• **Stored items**
>>>>

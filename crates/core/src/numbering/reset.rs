//! Operator-initiated counter resets.
//!
//! A reset can make the sequence issue numbers it has already issued in the
//! current period. It is refused unless the caller acknowledges that risk,
//! and every reset that goes through is audited.

use chrono::{DateTime, SubsecRound, Utc};
use std::sync::Arc;
use tally_shared::types::{ActorId, ResetAuditId};
use tracing::warn;

use crate::numbering::error::NumberingError;
use crate::numbering::history::HistoryRecorder;
use crate::numbering::policy;
use crate::numbering::store::SequenceStore;
use crate::numbering::types::{DocumentType, NumberingWarning, ResetOutcome, SequenceResetAudit};

/// Input to an admin reset.
#[derive(Debug, Clone, PartialEq, Eq)]
pub struct ResetRequest {
    /// Sequence to reset.
    pub document_type: DocumentType,
    /// Next number the sequence should issue. Must be at least 1.
    pub new_start_number: i64,
    /// Operator performing the reset.
    pub actor: Option<ActorId>,
    /// Explicit acknowledgement that duplicates may follow.
    pub acknowledge_risk: bool,
}

/// Overwrites sequence counters on operator request.
#[derive(Clone)]
pub struct AdminResetService {
    store: Arc<dyn SequenceStore>,
    recorder: HistoryRecorder,
}

impl AdminResetService {
    /// Creates a reset service.
    #[must_use]
    pub fn new(store: Arc<dyn SequenceStore>, recorder: HistoryRecorder) -> Self {
        Self { store, recorder }
    }

    /// Resets at the current time.
    pub async fn reset(&self, request: &ResetRequest) -> Result<ResetOutcome, NumberingError> {
        self.reset_at(request, Utc::now()).await
    }

    /// Resets as of `now`.
    ///
    /// The next allocation after a successful reset returns exactly
    /// `new_start_number`, unless another reset intervenes.
    pub async fn reset_at(
        &self,
        request: &ResetRequest,
        now: DateTime<Utc>,
    ) -> Result<ResetOutcome, NumberingError> {
        let document_type = &request.document_type;
        if request.new_start_number < 1 {
            return Err(NumberingError::InvalidConfig(format!(
                "new start number must be at least 1, got {}",
                request.new_start_number
            )));
        }
        if !request.acknowledge_risk {
            return Err(NumberingError::ConfirmationRequired(document_type.to_string()));
        }

        let now = now.trunc_subsecs(6);
        let sequence = self.store.get(document_type).await?;
        let highest_in_period = self
            .recorder
            .highest_since(document_type, policy::period_start(sequence.reset_frequency, now))
            .await?;
        let duplicate_risk = highest_in_period.is_some_and(|h| request.new_start_number <= h);

        let previous_number = self
            .store
            .force_set(document_type, request.new_start_number - 1, now)
            .await?;

        let mut warnings = Vec::new();
        if let Some(highest) = highest_in_period.filter(|_| duplicate_risk) {
            warnings.push(NumberingWarning::DuplicateRisk {
                document_type: document_type.clone(),
                new_start_number: request.new_start_number,
                highest_in_period: highest,
            });
        }

        let audit = SequenceResetAudit {
            id: ResetAuditId::new(),
            document_type: document_type.clone(),
            previous_number,
            new_start_number: request.new_start_number,
            duplicate_risk,
            highest_in_period,
            reset_by: request.actor,
            reset_at: now,
        };
        if let Some(gap) = self.recorder.record_reset(&audit).await {
            warnings.push(gap);
        }

        warn!(
            document_type = %document_type,
            previous_number,
            new_start_number = request.new_start_number,
            duplicate_risk,
            actor = ?request.actor,
            "Sequence counter reset by operator"
        );

        Ok(ResetOutcome {
            document_type: document_type.clone(),
            previous_number,
            new_start_number: request.new_start_number,
            warnings,
        })
    }
}
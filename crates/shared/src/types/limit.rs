//! Row limits for most-recent-first list endpoints.

use serde::{Deserialize, Serialize};

/// A bounded row count for history and audit listings.
///
/// Deserializes from a plain integer. Values outside `1..=MAX` are clamped
/// rather than rejected so that dashboards asking for "everything" still get
/// a sane page.
#[derive(Debug, Clone, Copy, PartialEq, Eq, Serialize, Deserialize)]
#[serde(from = "u64", into = "u64")]
pub struct ListLimit(u64);

impl ListLimit {
    /// Default number of rows returned when no limit is supplied.
    pub const DEFAULT: u64 = 50;
    /// Upper bound on rows returned in one call.
    pub const MAX: u64 = 500;

    /// Creates a limit, clamping into `1..=MAX`.
    #[must_use]
    pub const fn new(value: u64) -> Self {
        if value == 0 {
            Self(1)
        } else if value > Self::MAX {
            Self(Self::MAX)
        } else {
            Self(value)
        }
    }

    /// Returns the limit for database queries.
    #[must_use]
    pub const fn get(self) -> u64 {
        self.0
    }

    /// Returns the limit as a `usize` for in-memory slicing.
    #[must_use]
    #[allow(clippy::cast_possible_truncation)]
    pub const fn as_usize(self) -> usize {
        self.0 as usize
    }
}

impl Default for ListLimit {
    fn default() -> Self {
        Self(Self::DEFAULT)
    }
}

impl From<u64> for ListLimit {
    fn from(value: u64) -> Self {
        Self::new(value)
    }
}

impl From<ListLimit> for u64 {
    fn from(limit: ListLimit) -> Self {
        limit.0
    }
}
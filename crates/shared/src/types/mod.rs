//! Common types used across the application.

pub mod id;
pub mod limit;

pub use id::*;
pub use limit::ListLimit;
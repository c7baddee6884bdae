//! Shared identifiers and configuration for Tally.
//!
//! This crate provides common types used across all other crates:
//! - Typed IDs for type-safe entity references
//! - List limits for history and audit endpoints
//! - Configuration management

pub mod config;
pub mod types;

pub use config::{AppConfig, NumberingConfig, StoreBackend};
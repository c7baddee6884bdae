//! Health check endpoints.

use axum::{Json, Router, routing::get};
use serde::Serialize;

use crate::AppState;

/// Health check response.
#[derive(Serialize)]
pub struct HealthResponse {
    /// Service status.
    pub status: &'static str,
    /// Service version.
    pub version: &'static str,
}

/// Health check handler.
async fn health_check() -> Json<HealthResponse> {
    Json(HealthResponse {
        status: "healthy",
        version: env!("CARGO_PKG_VERSION"),
    })
}

/// Creates health check routes.
pub fn routes() -> Router<AppState> {
    Router::new().route("/health", get(health_check))
}

#[cfg(test)]
mod tests {
    use super::*;
    use crate::create_router;
    use axum::body::Body;
    use axum::http::{Request, StatusCode};
    use std::sync::Arc;
    use tally_core::numbering::NumberingService;
    use tally_shared::NumberingConfig;
    use tower::ServiceExt;

    #[tokio::test]
    async fn test_health_check() {
        let app = create_router(AppState {
            numbering: Arc::new(NumberingService::in_memory(&NumberingConfig::default()).unwrap()),
        });

        let response = app
            .oneshot(Request::builder().uri("/api/v1/health").body(Body::empty()).unwrap())
            .await
            .unwrap();

        assert_eq!(response.status(), StatusCode::OK);
    }
}
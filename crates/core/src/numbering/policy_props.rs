//! Property-based tests for reset boundaries.

use chrono::{DateTime, Duration, TimeZone, Utc};
use proptest::prelude::*;

use crate::numbering::policy::{period_start, reset_due};
use crate::numbering::types::ResetFrequency;

fn arb_instant() -> impl Strategy<Value = DateTime<Utc>> {
    // 2020-01-01 .. 2031-01-01
    (1_577_836_800i64..1_924_991_999).prop_map(|secs| Utc.timestamp_opt(secs, 0).unwrap())
}

fn arb_frequency() -> impl Strategy<Value = ResetFrequency> {
    prop_oneof![
        Just(ResetFrequency::Never),
        Just(ResetFrequency::Yearly),
        Just(ResetFrequency::Monthly),
        Just(ResetFrequency::Daily),
    ]
}

proptest! {
    #![proptest_config(ProptestConfig::with_cases(200))]

    /// A reset performed at `now` is never due again at `now`.
    #[test]
    fn prop_not_due_right_after_reset(frequency in arb_frequency(), now in arb_instant()) {
        prop_assert!(!reset_due(frequency, Some(now), now));
    }

    /// A reset is due exactly when the last reset precedes the current period.
    #[test]
    fn prop_due_iff_before_period_start(
        frequency in arb_frequency(),
        now in arb_instant(),
        back_secs in 0i64..(3 * 366 * 86_400),
    ) {
        let last = now - Duration::seconds(back_secs);
        let expected = period_start(frequency, now).is_some_and(|start| last < start);
        prop_assert_eq!(reset_due(frequency, Some(last), now), expected);
    }

    /// A last reset recorded ahead of `now` never triggers another reset.
    #[test]
    fn prop_future_reset_not_due(
        frequency in arb_frequency(),
        now in arb_instant(),
        ahead_secs in 0i64..(3 * 366 * 86_400),
    ) {
        let last = now + Duration::seconds(ahead_secs);
        prop_assert!(!reset_due(frequency, Some(last), now));
    }

    /// Coarser boundaries imply finer ones.
    #[test]
    fn prop_coarser_boundary_implies_finer(
        now in arb_instant(),
        back_secs in 0i64..(3 * 366 * 86_400),
    ) {
        let last = Some(now - Duration::seconds(back_secs));
        if reset_due(ResetFrequency::Yearly, last, now) {
            prop_assert!(reset_due(ResetFrequency::Monthly, last, now));
        }
        if reset_due(ResetFrequency::Monthly, last, now) {
            prop_assert!(reset_due(ResetFrequency::Daily, last, now));
        }
    }

    /// The period start never lies after `now`.
    #[test]
    fn prop_period_start_not_after_now(frequency in arb_frequency(), now in arb_instant()) {
        if let Some(start) = period_start(frequency, now) {
            prop_assert!(start <= now);
        }
    }
}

<<<<

• **Work order**
For each line in the data that holds "warnings", add one to a count, then report that count alone.

• **Solved problem**
4